Happy New Year Everyone!
11/22/08 I did not realize so much time had elapsed since I had been on this site. So much has happened. Even though 9/23/08 was my 5 year anniversary I just had my 5 year check up yesterday. Everything is going good, the only negative thing is I have 8 pounds that I put on over the summer and now it has to come off. I have learned that even though I am very active and that includes dancing 4 night a week, I still have to do a regular exercise program. Dr. Moore wants me back to walkiing 5-6 times a week so I will get back on my exercise schedule. Because I was also on the go on the weekends, I would grab an egg biscuit on the way and since I could not eat it all at once would nibble throughout the morning. Two things I should not do, eat a lot of bread and nibble throughout the morning. So now back on my routine of no bread and no "grazing" in the morning. Missy gave me tips on how to eat a healthier breakfast, even when on the run. She also shared her way of making sure she makes time for her exercise. The amazing thing is this is all doable, not like before when I would feel defeated.
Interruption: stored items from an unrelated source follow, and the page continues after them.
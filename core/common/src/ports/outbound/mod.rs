//! Outbound ポート: アプリが外界（FS・時刻・環境変数・ログ）を使うための trait

pub mod clock;
pub mod env_resolver;
pub mod fs;
pub mod log;

pub use clock::Clock;
pub use env_resolver::EnvResolver;
pub use fs::{FileMetadata, FileSystem};
pub use log::{now_iso8601, Log, LogLevel, LogRecord};
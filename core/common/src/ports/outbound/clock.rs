//! 時刻取得 Outbound ポート
//!
//! コメントのタイムスタンプやモデルの学習時刻の既定値に使う。

/// 時刻取得の抽象
///
/// 実装は `common::adapter::StdClock` やテスト用の固定時刻など。
pub trait Clock: Send + Sync {
    /// 現在時刻をミリ秒（Unix epoch）で返す
    fn now_ms(&self) -> u64;
}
I still continue to have WOW moments, one of which is each season when I bring out the clothes from last year, they still fit! And l can still can basically do everything I want to do, even though I found out I have osteoarthritis in both my knees. Our schedule continues to be full, we are currently getting ready to go down to Orlando with a schedule from 8:00 am to at least midnight for 11 days., Something I would not have been around to do if I had not had the surgery and weight loss.
It is now the holiday time and I hope everyone has a good holiday season. For me, for Thanksgiving part of what I am thankful for is Dr. Moore, Dr. Spencer and their entire staff. Not only did they give me a second chance at life, they continue to be there to support me and get me back on track when bad habits creep in. I am thankful for the Support Group that also helps me stay on track and remind me that we are not alone and everyone has bad days. For Christmas, when family and friends ask what I want, I still cannot really come up with anything, how can you top the gift I had 9/23/03? With this Chistmas, my surgery, has given me 6 more Christmas holidays with my family.
Have A Great Holiday Season!
09/15/09
Well I am getting ready to celebrate my "6th" birthday. It was 6 years ago on 9/23/03 that I had my surgery. We are getting ready to go for what has become our annual vacation to Orlando and this year it is 12 days from 8:00 am to midnight or later. Trips are already planned for 2010 to go to DC, the West Coast and back to Florida in the fall. The weight has stayed off although I still am battling with my 8 pounds, I guess that makes me a "normal" person.